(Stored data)
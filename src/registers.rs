//! Register map and bitfield layout for the LPS22CH
//!
//! Every register on the LPS22CH is 8 bits wide and lives in a single flat
//! address space (no banks). Registers that hold more than one setting are
//! described here as a table of [`Field`]s: the owning address, the mask of
//! the bits the field occupies and the shift of its least significant bit.
//! The driver uses the table for all read-modify-write accessors, so a field
//! update never touches bits outside its mask.
//!
//! ## Address map
//! - **0x0B..=0x0E**: interrupt configuration, pressure threshold, interface control
//! - **0x0F**: `WHO_AM_I` (reads 0xB3)
//! - **0x10..=0x14**: control registers 1-3, FIFO control and watermark
//! - **0x15..=0x19**: reference pressure and one-point calibration offset
//! - **0x24..=0x2C**: interrupt source, FIFO status, status, output data
//! - **0x78..=0x7C**: FIFO output data

/// Interrupt mode for pressure acquisition configuration
pub const INTERRUPT_CFG: u8 = 0x0B;
/// User-defined pressure threshold, low byte
pub const THS_P_L: u8 = 0x0C;
/// User-defined pressure threshold, high byte (7 bits)
pub const THS_P_H: u8 = 0x0D;
/// Interface control (pull-ups, I2C/I3C disable)
pub const IF_CTRL: u8 = 0x0E;
/// Device identification
pub const WHO_AM_I: u8 = 0x0F;
/// Control register 1 (ODR, low-pass filter, BDU, SPI mode)
pub const CTRL_REG1: u8 = 0x10;
/// Control register 2 (boot, interrupt pin, auto-increment, reset, one-shot)
pub const CTRL_REG2: u8 = 0x11;
/// Control register 3 (INT_DRDY pin routing)
pub const CTRL_REG3: u8 = 0x12;
/// FIFO control
pub const FIFO_CTRL: u8 = 0x13;
/// FIFO watermark threshold
pub const FIFO_WTM: u8 = 0x14;
/// Reference pressure, low byte
pub const REF_P_L: u8 = 0x15;
/// Reference pressure, high byte
pub const REF_P_H: u8 = 0x16;
/// Pressure offset (one-point calibration), low byte
pub const RPDS_L: u8 = 0x18;
/// Pressure offset (one-point calibration), high byte
pub const RPDS_H: u8 = 0x19;
/// Interrupt source (read only)
pub const INT_SOURCE: u8 = 0x24;
/// FIFO stored data level (read only)
pub const FIFO_STATUS1: u8 = 0x25;
/// FIFO flags (read only)
pub const FIFO_STATUS2: u8 = 0x26;
/// Data-ready and overrun flags (read only)
pub const STATUS: u8 = 0x27;
/// Pressure output, extra-low byte
pub const PRESS_OUT_XL: u8 = 0x28;
/// Pressure output, low byte
pub const PRESS_OUT_L: u8 = 0x29;
/// Pressure output, high byte
pub const PRESS_OUT_H: u8 = 0x2A;
/// Temperature output, low byte
pub const TEMP_OUT_L: u8 = 0x2B;
/// Temperature output, high byte
pub const TEMP_OUT_H: u8 = 0x2C;
/// FIFO pressure output, extra-low byte
pub const FIFO_DATA_OUT_PRESS_XL: u8 = 0x78;
/// FIFO pressure output, low byte
pub const FIFO_DATA_OUT_PRESS_L: u8 = 0x79;
/// FIFO pressure output, high byte
pub const FIFO_DATA_OUT_PRESS_H: u8 = 0x7A;
/// FIFO temperature output, low byte
pub const FIFO_DATA_OUT_TEMP_L: u8 = 0x7B;
/// FIFO temperature output, high byte
pub const FIFO_DATA_OUT_TEMP_H: u8 = 0x7C;

/// A named bit range inside one 8-bit register
#[derive(Debug, Clone, Copy, PartialEq, Eq)]
#[cfg_attr(feature = "defmt", derive(defmt::Format))]
pub struct Field {
    /// Address of the owning register
    pub address: u8,
    /// Bits occupied by the field, in register position
    pub mask: u8,
    /// Position of the field's least significant bit
    pub shift: u8,
}

impl Field {
    /// Describe the field covering `mask` in the register at `address`
    ///
    /// The shift is derived from the lowest set bit of `mask`.
    ///
    /// # Panics
    ///
    /// Panics if `mask` is zero. In a `const` item this is a compile error.
    pub const fn new(address: u8, mask: u8) -> Self {
        assert!(mask != 0, "field mask must not be empty");
        Self {
            address,
            mask,
            shift: mask.trailing_zeros() as u8,
        }
    }

    /// Extract the field from a full register value, right-aligned
    pub const fn extract(&self, register: u8) -> u8 {
        (register & self.mask) >> self.shift
    }

    /// Replace the field inside `register`, leaving every other bit as it was
    ///
    /// Bits of `value` that do not fit the field width are discarded.
    pub const fn insert(&self, register: u8, value: u8) -> u8 {
        (register & !self.mask) | ((value << self.shift) & self.mask)
    }

    /// Largest value the field can hold
    pub const fn max_value(&self) -> u8 {
        self.mask >> self.shift
    }
}

/// Bitfield layout table
///
/// One constant per field touched by a driver accessor.
pub mod fields {
    use super::{
        CTRL_REG1, CTRL_REG2, CTRL_REG3, FIFO_CTRL, FIFO_STATUS2, FIFO_WTM, Field, IF_CTRL,
        INT_SOURCE, INTERRUPT_CFG, STATUS, THS_P_H,
    };

    // INTERRUPT_CFG
    /// Interrupt on pressure high/low event (PHE | PLE)
    pub const PE: Field = Field::new(INTERRUPT_CFG, 0b0000_0011);
    /// Latch interrupt request into `INT_SOURCE`
    pub const LIR: Field = Field::new(INTERRUPT_CFG, 0b0000_0100);
    /// Enable interrupt generation
    pub const DIFF_EN: Field = Field::new(INTERRUPT_CFG, 0b0000_1000);
    /// Reset AUTOZERO function
    pub const RESET_AZ: Field = Field::new(INTERRUPT_CFG, 0b0001_0000);
    /// Enable AUTOZERO function
    pub const AUTOZERO: Field = Field::new(INTERRUPT_CFG, 0b0010_0000);
    /// Reset AUTOREFP function
    pub const RESET_ARP: Field = Field::new(INTERRUPT_CFG, 0b0100_0000);
    /// Enable AUTOREFP function
    pub const AUTOREFP: Field = Field::new(INTERRUPT_CFG, 0b1000_0000);

    /// Threshold high byte (bit 7 is reserved)
    pub const THS_H: Field = Field::new(THS_P_H, 0b0111_1111);

    // IF_CTRL
    /// Disable the I2C interface
    pub const I2C_DISABLE: Field = Field::new(IF_CTRL, 0b0000_0001);
    /// Disable the MIPI I3C interface
    pub const I3C_DISABLE: Field = Field::new(IF_CTRL, 0b0000_0010);
    /// Disable the pull-down on INT_DRDY
    pub const PD_DIS_INT1: Field = Field::new(IF_CTRL, 0b0000_0100);
    /// Pull-up on SDO pin
    pub const SDO_PU_EN: Field = Field::new(IF_CTRL, 0b0000_1000);
    /// Pull-up on SDA pin
    pub const SDA_PU_EN: Field = Field::new(IF_CTRL, 0b0001_0000);
    /// INT_DRDY pin enabled while I3C is in use
    pub const INT_EN_I3C: Field = Field::new(IF_CTRL, 0b1000_0000);

    // CTRL_REG1
    /// SPI serial interface mode (3/4 wire)
    pub const SIM: Field = Field::new(CTRL_REG1, 0b0000_0001);
    /// Block data update
    pub const BDU: Field = Field::new(CTRL_REG1, 0b0000_0010);
    /// Low-pass filter configuration
    pub const LPFP_CFG: Field = Field::new(CTRL_REG1, 0b0000_1100);
    /// Output data rate selector
    pub const ODR: Field = Field::new(CTRL_REG1, 0b0111_0000);

    // CTRL_REG2
    /// Trigger a single measurement
    pub const ONE_SHOT: Field = Field::new(CTRL_REG2, 0b0000_0001);
    /// Low-noise configuration
    pub const LOW_NOISE_EN: Field = Field::new(CTRL_REG2, 0b0000_0010);
    /// Software reset
    pub const SWRESET: Field = Field::new(CTRL_REG2, 0b0000_0100);
    /// Register address auto-increment on multi-byte access
    pub const IF_ADD_INC: Field = Field::new(CTRL_REG2, 0b0001_0000);
    /// Push-pull / open-drain on interrupt pin
    pub const PP_OD: Field = Field::new(CTRL_REG2, 0b0010_0000);
    /// Interrupt active high / low
    pub const INT_H_L: Field = Field::new(CTRL_REG2, 0b0100_0000);
    /// Reboot memory content
    pub const BOOT: Field = Field::new(CTRL_REG2, 0b1000_0000);

    // CTRL_REG3
    /// Data signal on INT_DRDY pin
    pub const INT_S: Field = Field::new(CTRL_REG3, 0b0000_0011);
    /// Data-ready signal on INT_DRDY pin
    pub const DRDY: Field = Field::new(CTRL_REG3, 0b0000_0100);
    /// FIFO overrun interrupt on INT_DRDY pin
    pub const INT_F_OVR: Field = Field::new(CTRL_REG3, 0b0000_1000);
    /// FIFO watermark interrupt on INT_DRDY pin
    pub const INT_F_WTM: Field = Field::new(CTRL_REG3, 0b0001_0000);
    /// FIFO full interrupt on INT_DRDY pin
    pub const INT_F_FULL: Field = Field::new(CTRL_REG3, 0b0010_0000);

    // FIFO_CTRL
    /// FIFO mode selection, including the trigger-mode bit
    pub const F_MODE: Field = Field::new(FIFO_CTRL, 0b0000_0111);
    /// Stop filling the FIFO at the watermark level
    pub const STOP_ON_WTM: Field = Field::new(FIFO_CTRL, 0b0000_1000);

    /// FIFO watermark level
    pub const WTM: Field = Field::new(FIFO_WTM, 0b0111_1111);

    // INT_SOURCE
    /// Differential pressure high
    pub const PH: Field = Field::new(INT_SOURCE, 0b0000_0001);
    /// Differential pressure low
    pub const PL: Field = Field::new(INT_SOURCE, 0b0000_0010);
    /// Interrupt active
    pub const IA: Field = Field::new(INT_SOURCE, 0b0000_0100);
    /// Boot phase running
    pub const BOOT_ON: Field = Field::new(INT_SOURCE, 0b1000_0000);

    // FIFO_STATUS2
    /// FIFO completely filled
    pub const FIFO_FULL_IA: Field = Field::new(FIFO_STATUS2, 0b0010_0000);
    /// FIFO overrun
    pub const FIFO_OVR_IA: Field = Field::new(FIFO_STATUS2, 0b0100_0000);
    /// FIFO watermark reached
    pub const FIFO_WTM_IA: Field = Field::new(FIFO_STATUS2, 0b1000_0000);

    // STATUS
    /// Pressure data available
    pub const P_DA: Field = Field::new(STATUS, 0b0000_0001);
    /// Temperature data available
    pub const T_DA: Field = Field::new(STATUS, 0b0000_0010);
    /// Pressure data overrun
    pub const P_OR: Field = Field::new(STATUS, 0b0001_0000);
    /// Temperature data overrun
    pub const T_OR: Field = Field::new(STATUS, 0b0010_0000);
}

/// Enumerated value stored in a single register field
///
/// Decoding is permissive: a bit pattern outside the documented set maps to
/// the first member of the enumeration instead of an error, matching how the
/// device reports reserved codes.
pub trait FieldValue: Copy {
    /// Field holding the value
    const FIELD: Field;

    /// Raw field bits, right-aligned
    fn bits(self) -> u8;

    /// Decode right-aligned field bits, falling back to the default member
    fn from_bits(bits: u8) -> Self;
}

*Task details:* Work out how many lines in the preceding data include the word "signal". State only that number.

*Solved exercise:* 2